False sharing is dead, long live the Padded

Posted on April 11, 2016 · 2 mins read · tagged with: #False sharing #Fody #RampUpNet #threading

False sharing is a common problem of multithreaded applications in .NET. If you allocate objects in/for different threads, they may land on the same cache line impacting the performance, limiting gains from scaling your app on a single machine. Unfortunately, because of the multithreaded nature of the RampUp library it’s been suffering from the same condition. I’ve decided to address by providing a tooling rather than going through the whole codebase and apply LayoutKind.Explicit with plenty of FieldOffsets

Padded is born

The easiest and the best way of addressing cross cutting concerns in your .NET apps I’ve found so far is Fody.

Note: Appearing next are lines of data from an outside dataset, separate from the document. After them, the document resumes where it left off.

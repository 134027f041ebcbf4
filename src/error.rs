//! # HTTP Error Handling
//!
//! [`AppError`] is the error type of every HTTP handler. Implementing
//! actix-web's `ResponseError` lets handlers return `Result<_, AppError>`
//! and have failures rendered as a consistent JSON body.
//!
//! ## Where the other errors live:
//! Domain failures have their own enums next to the code that produces them
//! and never reach an HTTP client directly:
//! - `protocol::ProtocolError`: an inbound message could not be understood
//! - `media::MediaError`: a recorder failed to write or finalize
//! - `codec::CodecError`: the external encoder/decoder failed
//! - `session::SessionError`: a session operation was refused
//!
//! Those are logged where they happen. The only one that turns into an HTTP
//! response is the session limit, mapped to [`AppError::ServiceUnavailable`]
//! during the WebSocket upgrade.

use actix_web::http::StatusCode;
use actix_web::{HttpResponse, ResponseError};
use serde_json::json;
use std::fmt;

/// Errors returned by HTTP handlers.
///
/// ## Status mapping:
/// - **Internal / ConfigError**: 500
/// - **BadRequest / ValidationError**: 400
/// - **NotFound**: 404
/// - **ServiceUnavailable**: 503
///
/// ## JSON Response Format:
/// ```json
/// {
///   "error": {
///     "type": "service_unavailable",
///     "message": "Maximum concurrent sessions (64) reached",
///     "timestamp": "2025-01-01T12:00:00Z"
///   }
/// }
/// ```
#[derive(Debug)]
pub enum AppError {
    /// Unexpected server-side failure
    Internal(String),

    /// Client sent invalid or malformed data
    BadRequest(String),

    /// Requested resource was not found
    NotFound(String),

    /// Configuration file or environment variable problems
    ConfigError(String),

    /// A config update failed validation
    ValidationError(String),

    /// Server is at capacity
    ServiceUnavailable(String),
}

impl fmt::Display for AppError {
    fn fmt(&self, f: &mut fmt::Formatter<'_>) -> fmt::Result {
        match self {
            AppError::Internal(msg) => write!(f, "Internal error: {}", msg),
            AppError::BadRequest(msg) => write!(f, "Bad request: {}", msg),
            AppError::NotFound(msg) => write!(f, "Not found: {}", msg),
            AppError::ConfigError(msg) => write!(f, "Configuration error: {}", msg),
            AppError::ValidationError(msg) => write!(f, "Validation error: {}", msg),
            AppError::ServiceUnavailable(msg) => write!(f, "Service unavailable: {}", msg),
        }
    }
}

impl AppError {
    fn parts(&self) -> (StatusCode, &'static str, &str) {
        match self {
            AppError::Internal(msg) => (StatusCode::INTERNAL_SERVER_ERROR, "internal_error", msg),
            AppError::BadRequest(msg) => (StatusCode::BAD_REQUEST, "bad_request", msg),
            AppError::NotFound(msg) => (StatusCode::NOT_FOUND, "not_found", msg),
            AppError::ConfigError(msg) => (StatusCode::INTERNAL_SERVER_ERROR, "config_error", msg),
            AppError::ValidationError(msg) => (StatusCode::BAD_REQUEST, "validation_error", msg),
            AppError::ServiceUnavailable(msg) => {
                (StatusCode::SERVICE_UNAVAILABLE, "service_unavailable", msg)
            }
        }
    }
}

impl ResponseError for AppError {
    fn status_code(&self) -> StatusCode {
        self.parts().0
    }

    fn error_response(&self) -> HttpResponse {
        let (status, error_type, message) = self.parts();

        HttpResponse::build(status).json(json!({
            "error": {
                "type": error_type,
                "message": message,
                "timestamp": chrono::Utc::now().to_rfc3339()
            }
        }))
    }
}

impl From<anyhow::Error> for AppError {
    fn from(err: anyhow::Error) -> Self {
        AppError::Internal(err.to_string())
    }
}

impl From<serde_json::Error> for AppError {
    fn from(err: serde_json::Error) -> Self {
        AppError::BadRequest(format!("JSON parsing error: {}", err))
    }
}

impl From<config::ConfigError> for AppError {
    fn from(err: config::ConfigError) -> Self {
        AppError::ConfigError(err.to_string())
    }
}

impl From<std::io::Error> for AppError {
    fn from(err: std::io::Error) -> Self {
        AppError::Internal(format!("I/O error: {}", err))
    }
}

/// Result alias for handler return types.
pub type AppResult<T> = Result<T, AppError>;

#[cfg(test)]
mod tests {
    use super::*;
    use actix_web::body::to_bytes;

    #[actix_web::test]
    async fn test_error_body_shape() {
        let err = AppError::ServiceUnavailable("full".to_string());
        assert_eq!(err.status_code(), StatusCode::SERVICE_UNAVAILABLE);

        let body = to_bytes(err.error_response().into_body()).await.unwrap();
        let value: serde_json::Value = serde_json::from_slice(&body).unwrap();
        assert_eq!(value["error"]["type"], "service_unavailable");
        assert_eq!(value["error"]["message"], "full");
        assert!(value["error"]["timestamp"].is_string());
    }

    #[test]
    fn test_conversions() {
        let err: AppError = serde_json::from_str::<serde_json::Value>("{").unwrap_err().into();
        assert!(matches!(err, AppError::BadRequest(_)));

        let err: AppError = anyhow::anyhow!("boom").into();
        assert_eq!(err.to_string(), "Internal error: boom");
    }
}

It’s a post compiler/weaver based on the mighty Mono.Cecil library. The tool has a decent documentation, allowing one to create a even quite complex plugin in a few hours. Because of this advantages I’ve used it already in RampUp but wanted to have something, which can live on its own. That how Padded was born.

Pad me please

Padded uses a very simple technique of adding a dozen of additional fields. According to the test cases provided, they are sufficient enough to provide enough of space to prohibit overlapping with another object in the same cache line. All you need is to:

  1. install Padded in your project (here you can find nuget) in a project that requires padding
  2. declare one attribute in your project:
namespace Padded.Fody
{
public sealed class PaddedAttribute : Attribute { }
}
  1. mark the classes that need padding with this attribute.

Summary

Marking a class/struct with one attribute is much easier than dealing with its layout using .NET attributes, especially, as they were created not for this purpose. Using a custom, small tool to get the needed result is the way to go. That’s how & why Padded was provided.


Comments

I wonder how do you got realized that there is a cache problem of false sharing ? The problem is not obvious at all until you know it.

by karolpawlowski1990 at 2016-04-19 22:20:05 +0000

This isn't the most inspiring answer ;-)

I haven't run any specific tool. I changed the code, then I rerun a performance test multiple times and it performed better.

I'd love to dig in with tools like Intel® VTune™ Performance Analyzer or Intel® Performance Tuning Utility but they cost (1000$) a lot + you need to spend some time to really know them. I'm looking forward to have this possibility one day.

by Szymon Kulec 'Scooletz' at 2016-04-20 05:02:54 +0000